Saya pendatang di Bandung, jadi harus bikin surat pindah dari tempat asal (Palembang)
  • Bikin surat keterangan pindah dari Palembang
Surat keterangan pindahnya harus sampai ke Dinas kependudukan. Awalnya ke RT RW dulu, terus ke kelurahan, kecamatan, dan dinas kependudukan. Hanya menyerahkan KTP Asli, fotokopi KK, dan KK asli serta foto.

Tips:
Minta orang tua yang ngurusin :p
Dan karena KTP saya ada di Bandung, orang tua nembak juga di palembang. Bayar 150 ribu. Bikin KTP baru dan KK baru.
  • Bikin Surat Keterangan Catatan Kepolisian (SKCK) dari Polres kota asal dengan melampirkan surat keterangan pindah tadi.
Udah selesai baru kita pindah ke kota bandung -saya berhenti di tahap ini dan memilih bayar-
  • Bikin surat pengantar dan master data (untuk Kartu Keluarga) dari RT dan RW di Bandung
  1. beli blanko dan map di dinas kependudukan kota Bandung.
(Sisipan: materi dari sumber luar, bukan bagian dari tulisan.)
//! HTML rendering of body block sequences.
//!
//! Rendering preserves block count and relative order: the tag sequence of
//! the output equals the block sequence of the input. Fenced code content is
//! emitted byte-for-byte apart from markup-safe encoding of reserved
//! characters; raw passthrough blocks are emitted verbatim.

use crate::content::{Block, Span};
use std::borrow::Cow;

// ============================================================================
// Public API
// ============================================================================

/// Render a block sequence to HTML, one top-level element per block.
pub fn render_body(blocks: &[Block]) -> String {
    let mut out = String::with_capacity(blocks.len() * 64);
    for block in blocks {
        render_block(&mut out, block);
    }
    out
}

/// Escape HTML special characters.
///
/// Uses `Cow` to avoid allocation when no escaping is needed.
#[inline]
pub fn html_escape(s: &str) -> Cow<'_, str> {
    // Fast path: check if escaping is needed
    if !s.contains(['<', '>', '&', '"']) {
        return Cow::Borrowed(s);
    }

    let mut result = String::with_capacity(s.len());
    for c in s.chars() {
        match c {
            '<' => result.push_str("&lt;"),
            '>' => result.push_str("&gt;"),
            '&' => result.push_str("&amp;"),
            '"' => result.push_str("&quot;"),
            _ => result.push(c),
        }
    }
    Cow::Owned(result)
}

/// Fragment id for a heading: lowercase, alphanumerics kept, whitespace
/// collapsed to single dashes, everything else dropped.
pub fn heading_slug(text: &str) -> String {
    let mut slug = String::with_capacity(text.len());
    let mut pending_dash = false;
    for c in text.trim().chars() {
        if c.is_alphanumeric() {
            if pending_dash && !slug.is_empty() {
                slug.push('-');
            }
            pending_dash = false;
            for lower in c.to_lowercase() {
                slug.push(lower);
            }
        } else if c.is_whitespace() || c == '-' {
            pending_dash = true;
        }
    }
    slug
}

// ============================================================================
// Blocks
// ============================================================================

fn render_block(out: &mut String, block: &Block) {
    match block {
        Block::Heading { level, spans } => {
            let id = heading_slug(&spans_plain_text(spans));
            out.push_str(&format!("<h{level} id=\"{id}\">"));
            render_spans(out, spans);
            out.push_str(&format!("</h{level}>\n"));
        }
        Block::Paragraph(spans) => {
            out.push_str("<p>");
            render_spans(out, spans);
            out.push_str("</p>\n");
        }
        Block::List {
            ordered,
            start,
            items,
        } => {
            let open = match (ordered, start) {
                (false, _) => "<ul>".to_owned(),
                (true, 1) => "<ol>".to_owned(),
                (true, n) => format!("<ol start=\"{n}\">"),
            };
            out.push_str(&open);
            out.push('\n');
            for item in items {
                out.push_str("<li>");
                render_spans(out, item);
                out.push_str("</li>\n");
            }
            out.push_str(if *ordered { "</ol>\n" } else { "</ul>\n" });
        }
        Block::Quote { lines, attribution } => {
            out.push_str("<blockquote>\n");
            for line in lines {
                out.push_str("<p>");
                render_spans(out, line);
                out.push_str("</p>\n");
            }
            // Attribution is a distinct sub-element, never merged into the
            // quotation text
            if let Some(attribution) = attribution {
                out.push_str("<cite>");
                render_spans(out, attribution);
                out.push_str("</cite>\n");
            }
            out.push_str("</blockquote>\n");
        }
        Block::CodeFence { lang, literal } => {
            match lang {
                Some(lang) => out.push_str(&format!(
                    "<pre><code class=\"language-{}\">",
                    html_escape(lang)
                )),
                None => out.push_str("<pre><code>"),
            }
            out.push_str(&html_escape(literal));
            out.push_str("\n</code></pre>\n");
        }
        Block::Rule => out.push_str("<hr>\n"),
        Block::Raw(raw) => {
            out.push_str(raw);
            out.push('\n');
        }
    }
}

// ============================================================================
// Spans
// ============================================================================

fn render_spans(out: &mut String, spans: &[Span]) {
    for span in spans {
        match span {
            Span::Text(text) => out.push_str(&html_escape(text)),
            Span::Code(code) => {
                out.push_str("<code>");
                out.push_str(&html_escape(code));
                out.push_str("</code>");
            }
            Span::Strong(text) => {
                out.push_str("<strong>");
                out.push_str(&html_escape(text));
                out.push_str("</strong>");
            }
            Span::Emph(text) => {
                out.push_str("<em>");
                out.push_str(&html_escape(text));
                out.push_str("</em>");
            }
            Span::Link { text, href } => {
                out.push_str(&format!(
                    "<a href=\"{}\">{}</a>",
                    html_escape(href),
                    html_escape(text)
                ));
            }
        }
    }
}

/// Concatenated plain text of spans, for slug generation.
fn spans_plain_text(spans: &[Span]) -> String {
    let mut text = String::new();
    for span in spans {
        match span {
            Span::Text(t) | Span::Code(t) | Span::Strong(t) | Span::Emph(t) => text.push_str(t),
            Span::Link { text: t, .. } => text.push_str(t),
        }
    }
    text
}

// ============================================================================
// Tests
// ============================================================================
  2. Isi surat permohonan izin tinggal yang ditujukan kepada Walikota Bandung
  3. Bikin surat jaminan tempat tinggal yang ditandatangani oleh RT, RW, Kelurahan, dan Kecamatan
  4. Lampirkan surat keterangan pindah dari kota asal
  5. Lampirkan SKCK dari kepolisian kota asal
  6. Bikin surat keterangan jaminan kerja dari kantor yang diketahui oleh lurah dan camat tempat kita tinggal. Kalau wiraswasta cukup keterangan berpenghasilan.
  7. Fotokopi akte kelahiran
  8. Fotokopi surat nikah bagi yang sudah menikah
  9. Foto 2 x 3 = 3 buah
Jadinya satu minggu-an
  • Setelah dapat surat izin menetap bawa deh ke Kelurahan beserta surat pengantar dan master data dari RT RW Bandung. Tunggu paling lama 14 hari.
Tips:
  • Ga tau siapa Bapak/ibu RT nya? Tanya tukang warung.
  • ga tau siapa pejabat RW? tanya sama pejabat RT.
  • Pejabat RT dan RW paling enak didatangi 30 menit setelah isya. Kemungkinan besar ada di rumah. Bikin surat pengantar dari RT RW nya sekaligus aja buat jaminan tempat tinggal, berpenghasilan, dll.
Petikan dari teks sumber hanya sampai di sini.